When the world stood still, Wille & The Bandits made music
After their intensive touring schedule was brought to an abrupt halt during the pandemic. With nowhere to play live, they began penning their new album and documenting the changing world around them.
The album was recorded at Sawmills studio on the banks of the River Fowey in Cornwall, which is only accessible at high tide. The isolation of the studio mirrors that of the pandemic and the first part of the album certainly echos this through 'I'm Alive' and 'Without You'.
The band has never really tried to follow trends, but on this album they appear more adventurous, playing with roots rock, adding hip hop and funk grooves, while keeping Wille's lap steel at the core. 'Good Stuff' lightens the mood with some upbeat rock – much needed after a couple of gruelingly brilliant tracks, before continuing with the introspective. There are glimmers of positivity with an ode to Wille's baby daughter on 'Daylight' before steering us towards questioning our own actions, along with the behaviors of those that govern us.

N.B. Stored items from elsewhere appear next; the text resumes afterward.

//! VideoNotes editor session
//!
//! Orchestration for one note-editing session:
//! - Owns the document and its dirty tracking ([`DocumentModel`])
//! - Governs clean/dirty/saving/loading/read-only transitions with
//!   failure escalation ([`EditorSession`], driven by [`SessionHandle`])
//! - Schedules background saves ([`AutosaveScheduler`])
//! - Bridges the text widget and the video player ([`EditorAdapter`])
//! - Talks to persistence through the [`BackendClient`] seam and
//!   broadcasts typed [`SessionEvent`]s to collaborators
//!
//! # Example
//!
//! ```rust,ignore
//! use std::sync::Arc;
//! use vnotes_session::{AutosaveScheduler, SessionConfig, SessionHandle};
//!
//! # async fn example(backend: Arc<dyn vnotes_session::BackendClient>) {
//! let handle = SessionHandle::new(SessionConfig::new(), backend);
//! handle.create(None);
//! AutosaveScheduler::new(&handle).spawn(handle.clone());
//!
//! handle.save(false).await.unwrap();
//! # }
//! ```

#![warn(unreachable_pub)]

// Core modules
pub mod adapter;
pub mod autosave;
pub mod backend;
pub mod config;
pub mod error;
pub mod events;
pub mod handle;
pub mod model;
pub mod session;

// Re-exports for convenience
pub use adapter::{AdapterHint, EditorAdapter, PlaybackControl, PlaybackEvent};
pub use autosave::AutosaveScheduler;
pub use backend::{BackendClient, SaveReceipt};
pub use config::SessionConfig;
pub use error::{BackendError, SessionError};
pub use events::{ErrorAction, EventBus, SessionEvent};
pub use handle::SessionHandle;
pub use model::DocumentModel;
pub use session::{EditState, EditorSession, LoadStart, SaveOutcome, SaveSession};

/// Prelude module for common imports
pub mod prelude {
    //! Common imports for working with an editor session
    pub use crate::{
        AutosaveScheduler, BackendClient, EditState, EditorAdapter, SessionConfig, SessionEvent,
        SessionHandle,
    };
}

/// Version of this crate
pub const VERSION: &str = env!("CARGO_PKG_VERSION");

While the album represents new beginnings and lessons we have learned during the last few years, it also deals with closing a door on the past: in the case of the Sawmill, this is quite literal. The iconic studio that birthed Stone Roses' Fools Gold and Oasis’ Definitely Maybe is coming to the end of its life. With the help of engineer John Cornfield and the band's fans, the studio was given a reprieve so the band could make this album.
The tumult of emotion that underpins album number five, makes it the band's best work to date. It's not because they appear more driven or have something more important to say this time, it's because while the world stood still, we were all forced to shift our perspective.